Thankfully though, the Philosophers of ancient Greece, and you, and this fool of a writer, are dreadfully wrong.

When we go to church, we are not going to meet G_d. We, each of us who are re-born into belief in Christ, are His Mystical Body. We are the physical expression of a Real Person Who is far more real than we can begin to imagine.

So, when those who are in Christ are called “The Church,” we are exactly that. The location where we go to worship is not to bring us closer to G_d. It is to bring us to a place where we can begin to see who we really are. We are the very hands and feet of our Blessed Savior – being drawn together in our communion with Him – until, One Day, we will be like Him, and drawn into the Divine Life in a tangible and eternally visible way.

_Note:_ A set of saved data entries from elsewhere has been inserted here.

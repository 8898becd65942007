//! Error types for Craftplan.

use thiserror::Error;

/// Main error type for Craftplan operations.
#[derive(Error, Debug, Clone, PartialEq)]
pub enum CraftError {
    /// A recipe could not be compiled into a rule.
    #[error("Invalid recipe '{recipe}': {reason}")]
    InvalidRecipe { recipe: String, reason: String },

    /// A plan or lookup referenced a recipe that is not in the rule set.
    #[error("Unknown recipe: {0}")]
    UnknownRecipe(String),

    /// A replayed plan step was not applicable in the state it was applied to.
    #[error("Step {step} ('{recipe}') is not applicable in the current state")]
    PreconditionFailed { step: usize, recipe: String },

    /// Serialization/deserialization error.
    #[error("Serialization error: {0}")]
    Serialization(String),
}

impl CraftError {
    /// Returns the recipe name this error refers to, if any.
    pub fn recipe(&self) -> Option<&str> {
        match self {
            CraftError::InvalidRecipe { recipe, .. } => Some(recipe),
            CraftError::UnknownRecipe(recipe) => Some(recipe),
            CraftError::PreconditionFailed { recipe, .. } => Some(recipe),
            _ => None,
        }
    }

    /// Returns true if this error stems from the domain configuration
    /// rather than from a plan being checked against it.
    pub fn is_configuration(&self) -> bool {
        matches!(
            self,
            CraftError::InvalidRecipe { .. } | CraftError::Serialization(_)
        )
    }
}

/// Convenience Result type for Craftplan operations.
pub type Result<T> = std::result::Result<T, CraftError>;

impl From<serde_json::Error> for CraftError {
    fn from(err: serde_json::Error) -> Self {
        CraftError::Serialization(err.to_string())
    }
}

#[cfg(test)]
mod tests {
    use super::*;

    #[test]
    fn test_invalid_recipe_names_recipe() {
        let err = CraftError::InvalidRecipe {
            recipe: "craft plank".to_string(),
            reason: "missing Time".to_string(),
        };
        assert_eq!(err.recipe(), Some("craft plank"));
        assert!(err.is_configuration());
        assert!(err.to_string().contains("craft plank"));
    }

    #[test]
    fn test_precondition_failure_is_not_configuration() {
        let err = CraftError::PreconditionFailed {
            step: 2,
            recipe: "smelt".to_string(),
        };
        assert!(!err.is_configuration());
        assert_eq!(err.recipe(), Some("smelt"));
    }

    #[test]
    fn test_from_serde_json() {
        let err: CraftError = serde_json::from_str::<u32>("nope").unwrap_err().into();
        assert!(matches!(err, CraftError::Serialization(_)));
    }
}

So, are you feeling like you are not part of a church during this period of separation wrought by a virus? The sensation is understandable. But, it could not be further from the truth. You, beloved, are the Church. You, beloved are the mystical body that survives quite well, apart from the beauty of a sanctuary.

Tonight is your night. Change your perspective. You are not alone. The Chief Cornerstone has already laid you into a Body that can never be separated from Him… Because it is Him.

The people who keep on asking if they can’t lead a decent life without Christ, don’t know what life is about; if they did they would know that ‘a decent life’ is mere machinery compared with the thing we men are really made for. Morality is indispensable: but the Divine Life, which gives itself to us and which calls us to be gods, intends for us something in which morality will be swallowed up. We are to be re-made. All the rabbit in us is to disappear – the worried, conscientious, ethical rabbit as well as the cowardly and sensual rabbit. We shall bleed and squeal as the handfuls of fur come out; and then, surprisingly, we shall find underneath it all a thing we have never yet imagined: a real Man, an ageless god, a son of God, strong, radiant, wise, beautiful, and drenched in joy.